Yeah  I say 13 seconds, that's from when the liquid appears, which I presume is when I count from, not from when I press the button, there's quite a bit of whirring etc before the 13 seconds of flow  it tends to start off slower (but still a stream rather than a drip) & then just speeds up.

I've been looking around but no luck as yet, if I can get something that is a definite improvement & may last me a year or so while I save for between £120-£150 I'll be happy


----------



## Missy (Mar 9, 2016)

If you've got £120 you should definitely be able to source a second hand ex commercial. Try schpock and gumtree.


----------



## le'deps (Jul 14, 2017)

At that price though I'm guessing they'd need a lot of work? I'm not the most technical of fish, I'd like to have a go but in all likelihood it wouldn't end well *envisions self being sucked into the burrs & coming out clumpy*


----------



## joey24dirt (Jan 28, 2017)

I currently have the dose control pro by sage and a mazzer that's half way through a refurb. I was in a similar situation, old delonghi machine with a blade grinder. The sage definitely improved the coffee I was making. I then bought a DTP to go with the grinder and it was a good match. I'd say with the right beans and grind you can definitely make some nice drinks with using the sage grinders. It's just the question of how quick will you get the upgrade urge after buying one?

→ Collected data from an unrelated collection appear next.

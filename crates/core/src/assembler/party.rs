//! Client and supplier requests

use ficbridge_domain::constants::CLIENT_INFO_PLACEHOLDER;
use ficbridge_domain::{PartyDraft, Result};
use serde_json::{json, Value};

use super::{list_completion, request_body, unknown_operation, AssemblyContext, FieldReader};
use crate::calls::{ApiCall, CallPlan, Completion};
use crate::resources::{Operation, ResourceKind};

#[derive(Debug, Clone, Copy, PartialEq, Eq)]
pub(super) enum Party {
    Client,
    Supplier,
}

impl Party {
    const fn kind(self) -> ResourceKind {
        match self {
            Self::Client => ResourceKind::Client,
            Self::Supplier => ResourceKind::Supplier,
        }
    }

    const fn id_key(self) -> &'static str {
        match self {
            Self::Client => "clientId",
            Self::Supplier => "supplierId",
        }
    }

    const fn name_key(self) -> &'static str {
        match self {
            Self::Client => "clientName",
            Self::Supplier => "supplierName",
        }
    }

    fn create(self, company_id: i64, body: Value) -> ApiCall {
        match self {
            Self::Client => ApiCall::CreateClient { company_id, body },
            Self::Supplier => ApiCall::CreateSupplier { company_id, body },
        }
    }

    fn get(self, company_id: i64, id: i64) -> ApiCall {
        match self {
            Self::Client => ApiCall::GetClient { company_id, client_id: id },
            Self::Supplier => ApiCall::GetSupplier { company_id, supplier_id: id },
        }
    }

    fn list(self, company_id: i64) -> ApiCall {
        match self {
            Self::Client => ApiCall::ListClients { company_id },
            Self::Supplier => ApiCall::ListSuppliers { company_id },
        }
    }

    fn modify(self, company_id: i64, id: i64, body: Value) -> ApiCall {
        match self {
            Self::Client => ApiCall::ModifyClient { company_id, client_id: id, body },
            Self::Supplier => ApiCall::ModifySupplier { company_id, supplier_id: id, body },
        }
    }

    fn delete(self, company_id: i64, id: i64) -> ApiCall {
        match self {
            Self::Client => ApiCall::DeleteClient { company_id, client_id: id },
            Self::Supplier => ApiCall::DeleteSupplier { company_id, supplier_id: id },
        }
    }
}

pub(super) fn plan(
    party: Party,
    op: Operation,
    reader: &FieldReader<'_>,
    ctx: &AssemblyContext,
) -> Result<CallPlan> {
    // No such endpoint in the vendor API; answered locally.
    if party == Party::Client && op == Operation::GetInfo {
        return Ok(CallPlan::local(json!({ "message": CLIENT_INFO_PLACEHOLDER })));
    }

    let company_id = reader.required_integer("companyId")?;

    match op {
        Operation::Create => {
            let body = draft_body(party, reader)?;
            Ok(CallPlan::passthrough(party.create(company_id, body)))
        }
        Operation::Get => {
            let id = reader.required_integer(party.id_key())?;
            Ok(CallPlan::passthrough(party.get(company_id, id)))
        }
        Operation::GetAll => {
            Ok(CallPlan::remote(party.list(company_id), list_completion(reader, ctx)?))
        }
        Operation::Update => {
            let id = reader.required_integer(party.id_key())?;
            let body = draft_body(party, reader)?;
            Ok(CallPlan::passthrough(party.modify(company_id, id, body)))
        }
        Operation::Delete => {
            let id = reader.required_integer(party.id_key())?;
            Ok(CallPlan::remote(party.delete(company_id, id), Completion::Deleted { id }))
        }
        other => Err(unknown_operation(party.kind(), other.as_str())),
    }
}

fn draft_body(party: Party, reader: &FieldReader<'_>) -> Result<Value> {
    let draft = PartyDraft { name: reader.required_string(party.name_key())? };
    request_body(&draft, reader.collection("additionalFields")?)
}

#[cfg(test)]
mod tests {
    use chrono::NaiveDate;
    use ficbridge_domain::{BridgeError, FieldValues};

    use super::super::assemble;
    use super::*;

    fn values(raw: Value) -> FieldValues {
        FieldValues::from(raw.as_object().cloned().unwrap_or_default())
    }

    fn ctx() -> AssemblyContext {
        AssemblyContext::new(NaiveDate::from_ymd_opt(2024, 6, 1).unwrap())
    }

    #[test]
    fn create_wraps_name_and_additional_fields() {
        let plan = assemble(
            "client",
            "create",
            &values(json!({
                "companyId": 10,
                "clientName": "Mario Rossi",
                "additionalFields": { "type": "person", "email": "mario@example.com" }
            })),
            &ctx(),
        )
        .unwrap();

        assert_eq!(
            plan.call,
            Some(ApiCall::CreateClient {
                company_id: 10,
                body: json!({
                    "data": { "name": "Mario Rossi", "type": "person", "email": "mario@example.com" }
                }),
            })
        );
    }

    #[test]
    fn update_targets_the_supplier_id() {
        let plan = assemble(
            "supplier",
            "update",
            &values(json!({ "companyId": 1, "supplierId": 99, "supplierName": "Forniture Srl" })),
            &ctx(),
        )
        .unwrap();

        assert_eq!(
            plan.call,
            Some(ApiCall::ModifySupplier {
                company_id: 1,
                supplier_id: 99,
                body: json!({ "data": { "name": "Forniture Srl" } }),
            })
        );
    }

    #[test]
    fn delete_completes_with_synthetic_result() {
        let plan = assemble(
            "client",
            "delete",
            &values(json!({ "companyId": 1, "clientId": 7 })),
            &ctx(),
        )
        .unwrap();

        assert_eq!(plan.call, Some(ApiCall::DeleteClient { company_id: 1, client_id: 7 }));
        assert_eq!(plan.completion, Completion::Deleted { id: 7 });
    }

    #[test]
    fn get_all_carries_truncation() {
        let plan = assemble(
            "supplier",
            "getAll",
            &values(json!({ "companyId": 3, "returnAll": false, "limit": 2 })),
            &ctx(),
        )
        .unwrap();

        assert_eq!(plan.call, Some(ApiCall::ListSuppliers { company_id: 3 }));
        assert_eq!(plan.completion, Completion::Truncate { return_all: false, limit: 2 });
    }

    #[test]
    fn client_get_info_is_local() {
        let plan = assemble("client", "getInfo", &FieldValues::new(), &ctx()).unwrap();

        assert!(plan.call.is_none());
        assert_eq!(
            plan.completion.complete(Value::Null),
            json!({ "message": "Client info endpoint not yet implemented in SDK" })
        );
    }

    #[test]
    fn missing_name_is_a_validation_error() {
        let result = assemble("client", "create", &values(json!({ "companyId": 1 })), &ctx());

        assert!(matches!(result, Err(BridgeError::Validation(_))));
    }
}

I'd agree with @Missy if you can managed to scour the net and find a mazzer or the likes then maybe go for it, there's plenty of help on here when it comes to fixing things


----------



## Missy (Mar 9, 2016)

If they are working... And have come out of a cafe... Then...

They work.

Yes there's lots you *could* do to improve the home user experience... But you don't *need* to, and they would still be hands down better than the two you are suggesting.

Vital for a S/H superjolly. Clean it (you'd clean any grinder!) Stick a cocktail shaker lid inside the doser to cover the nut and prevent grounds getting caught on it.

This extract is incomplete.